Often, caregivers are concerned about a change in their dog’s behaviour that they cannot understand or explain. The dog becomes more nervous and fearful, very sensitive to sounds, and afraid to be left alone. He can bark more and damage things in the house out of fear.

Just realizing that our beloved dog is getting old is not that easy. Maybe this brief article and will make it easier for you.

Dogs don’t live long enough. This is a fact and every dog ​​lover knows it. We are just beginning to get to know our pets well, their needs, and ‘freaks’, and suddenly there is a change in personality.

Different breeds live longer or shorter. Small dogs can live an average of 15-16 years, medium breeds live about 12-14 years, and very large dogs live an average of 7-8 years. By the time they reach full maturity the aging process begins immediately.



This process will look different for each dog, but we can see that the dog sleeps a lot more. A short walk twice a day seems to be a lot of exercise for a dog. Many dogs may lose their appetite because they no longer have the same energy needs.

As the aging process deepens, some dogs may seem lost. They can walk around the house at night from room to room. The dogs can sometimes become very sensitive to sounds and even tremble when hearing sounds they used to tolerate.

Some dogs may lose their hearing or sight. This, of course, adds stress to the dog. Dogs don’t lose their sense of smell.

Sometimes dogs can get ‘lost’ in their space. They may walk up to a wall or chair and stare at that ‘thing’ as if they don’t know what to do with it. They forget that they can just turn around and go back the same way.

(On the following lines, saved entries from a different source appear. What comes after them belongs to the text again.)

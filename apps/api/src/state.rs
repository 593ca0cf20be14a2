use std::sync::Arc;

use sqlx::PgPool;

use crate::config::Config;
use crate::layout::PageConfig;
use crate::storage::DocumentStore;

/// Shared application state injected into all route handlers via Axum extractors.
#[derive(Clone)]
pub struct AppState {
    pub db: PgPool,
    pub config: Config,
    /// Where generated summaries are written and read back.
    pub store: Arc<dyn DocumentStore>,
    /// Page dimensions and type sizes for every generated summary.
    pub page_config: PageConfig,
}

Nervousness is one of the most common symptoms. It is also more difficult for them to bear loneliness. They may try to escape the room or their playpen to get to their caregiver.

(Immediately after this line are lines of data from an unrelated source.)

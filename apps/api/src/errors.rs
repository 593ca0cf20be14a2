use axum::{
    http::StatusCode,
    response::{IntoResponse, Response},
    Json,
};
use serde_json::json;
use thiserror::Error;

/// Application-level error type.
/// Implements `IntoResponse` so Axum handlers can return `Result<T, AppError>`.
#[derive(Debug, Error)]
pub enum AppError {
    #[error("Not found: {0}")]
    NotFound(String),

    #[error("Validation error: {0}")]
    Validation(String),

    #[error("Conflict: {0}")]
    Conflict(String),

    /// The requested resource exists but is not ready yet.
    #[error("Pending: {0}")]
    Pending(String),

    #[error("Database error: {0}")]
    Database(#[from] sqlx::Error),

    #[error("Storage error: {0}")]
    Storage(String),

    #[error("{0}")]
    Generation(String),

    #[error("Internal server error: {0}")]
    Internal(#[from] anyhow::Error),
}

impl IntoResponse for AppError {
    fn into_response(self) -> Response {
        let (status, code, message) = match &self {
            AppError::NotFound(msg) => (StatusCode::NOT_FOUND, "NOT_FOUND", msg.clone()),
            AppError::Validation(msg) => (StatusCode::BAD_REQUEST, "VALIDATION_ERROR", msg.clone()),
            AppError::Conflict(msg) => (StatusCode::CONFLICT, "CONFLICT", msg.clone()),
            AppError::Pending(msg) => (StatusCode::ACCEPTED, "PENDING", msg.clone()),
            AppError::Database(e) => {
                tracing::error!("Database error: {e}");
                (
                    StatusCode::INTERNAL_SERVER_ERROR,
                    "DATABASE_ERROR",
                    "Database operation failed".to_string(),
                )
            }
            AppError::Storage(msg) => {
                tracing::error!("Storage error: {msg}");
                (
                    StatusCode::INTERNAL_SERVER_ERROR,
                    "STORAGE_ERROR",
                    "A storage error occurred".to_string(),
                )
            }
            AppError::Generation(msg) => {
                tracing::error!("PDF error: {msg}");
                (StatusCode::INTERNAL_SERVER_ERROR, "PDF_ERROR", msg.clone())
            }
            AppError::Internal(e) => {
                tracing::error!("Internal error: {e:?}");
                (
                    StatusCode::INTERNAL_SERVER_ERROR,
                    "INTERNAL_ERROR",
                    "Internal server error".to_string(),
                )
            }
        };

        let body = Json(json!({
            "error": {
                "code": code,
                "message": message
            }
        }));

        (status, body).into_response()
    }
}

To summarize the most common symptoms in senior dogs are: canine cognitive dysfunction, deafness, blindness, arthritis and incontinence.


Quite a lot.



It is wise to start with a visit to the vet and regular health checks. This will confirm what we believe is happening and will help investigate if the dog is suffering from other diseases in order to make a proper diagnosis and a tailor-made therapeutic plan. It is possible that medications will be prescribed to improve the well-being of our pet and alleviate the symptoms of dementia.

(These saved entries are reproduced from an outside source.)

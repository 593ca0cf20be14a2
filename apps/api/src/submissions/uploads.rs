//! Uploaded document validation and storage.

use std::io::Write;
use std::path::{Path, PathBuf};

use bytes::Bytes;
use tempfile::NamedTempFile;
use tracing::info;
use uuid::Uuid;

use crate::errors::AppError;

const ALLOWED_CONTENT_TYPE: &str = "application/pdf";
const ALLOWED_EXTENSION: &str = "pdf";
const MAX_BASE_NAME_CHARS: usize = 50;

/// A file part received from the multipart form.
#[derive(Debug, Clone)]
pub struct UploadedFile {
    pub file_name: String,
    pub content_type: Option<String>,
    pub bytes: Bytes,
}

pub fn validate_upload(file: &UploadedFile, max_bytes: usize) -> Result<(), AppError> {
    if file.bytes.len() > max_bytes {
        return Err(AppError::Validation(format!(
            "File size exceeds {}MB limit",
            max_bytes / (1024 * 1024)
        )));
    }

    if file.content_type.as_deref() != Some(ALLOWED_CONTENT_TYPE) {
        return Err(AppError::Validation("Only PDF files are allowed".to_string()));
    }

    let has_pdf_extension = Path::new(&file.file_name)
        .extension()
        .and_then(|ext| ext.to_str())
        .is_some_and(|ext| ext.eq_ignore_ascii_case(ALLOWED_EXTENSION));
    if !has_pdf_extension {
        return Err(AppError::Validation("Only PDF files are allowed".to_string()));
    }

    Ok(())
}

/// Builds a collision-resistant storage name that keeps a readable hint of the original.
///
/// Shape: `<unix millis>-<16 hex>-<base name>.<ext>`, with the base name cut to
/// 50 characters and anything outside `[A-Za-z0-9_-]` replaced by `_`.
pub fn safe_file_name(original: &str, unix_millis: i64) -> String {
    let path = Path::new(original);
    let extension = path
        .extension()
        .and_then(|ext| ext.to_str())
        .map(|ext| format!(".{ext}"))
        .unwrap_or_default();
    let base: String = path
        .file_stem()
        .and_then(|stem| stem.to_str())
        .unwrap_or_default()
        .chars()
        .map(|c| {
            if c.is_ascii_alphanumeric() || c == '-' || c == '_' {
                c
            } else {
                '_'
            }
        })
        .take(MAX_BASE_NAME_CHARS)
        .collect();
    let random = Uuid::new_v4().simple().to_string();

    format!("{unix_millis}-{}-{base}{extension}", &random[..16])
}

/// Writes the upload into `dir` and returns its final path.
///
/// Bytes go to a temp file in the same directory first and are renamed into
/// place, so a reader never observes a partially written upload.
pub async fn save_upload(dir: &Path, file: &UploadedFile) -> Result<PathBuf, AppError> {
    let dir = dir.to_path_buf();
    let target = dir.join(safe_file_name(
        &file.file_name,
        chrono::Utc::now().timestamp_millis(),
    ));
    let bytes = file.bytes.clone();

    let path = tokio::task::spawn_blocking(move || -> std::io::Result<PathBuf> {
        std::fs::create_dir_all(&dir)?;
        let mut temp = NamedTempFile::new_in(&dir)?;
        temp.write_all(&bytes)?;
        temp.as_file().sync_all()?;
        temp.persist(&target).map_err(|e| e.error)?;
        Ok(target)
    })
    .await
    .map_err(|e| AppError::Storage(format!("upload task failed: {e}")))?
    .map_err(|e| AppError::Storage(format!("Failed to upload file: {e}")))?;

    info!(path = %path.display(), bytes = file.bytes.len(), "Stored upload");
    Ok(path)
}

It is possible that herbal medicines, acupuncture or specific exercises will be useful.



At home, however, we can prepare the environment to help the dog move around. For example, if he used to climb on the couch and now his joints hurt and he can’t do it, you can prepare or buy a special platform to help him get on.

The handler can prepare a daily routine so that all activities are “anticipated” by the dog, which will relieve his stress at any change or noise.

Don’t move furniture around. This will allow the dog to get used to where things are and navigate better, in case he is losing eye sight.

Sometimes introducing a younger dog helps, but sometimes it can get more difficult. It is advisable to approach the matter very carefully and prepare well so as not to add another problem to our old dog. If he doesn’t like company and wants peace, a young dog bouncing around his head won’t make him feel any better.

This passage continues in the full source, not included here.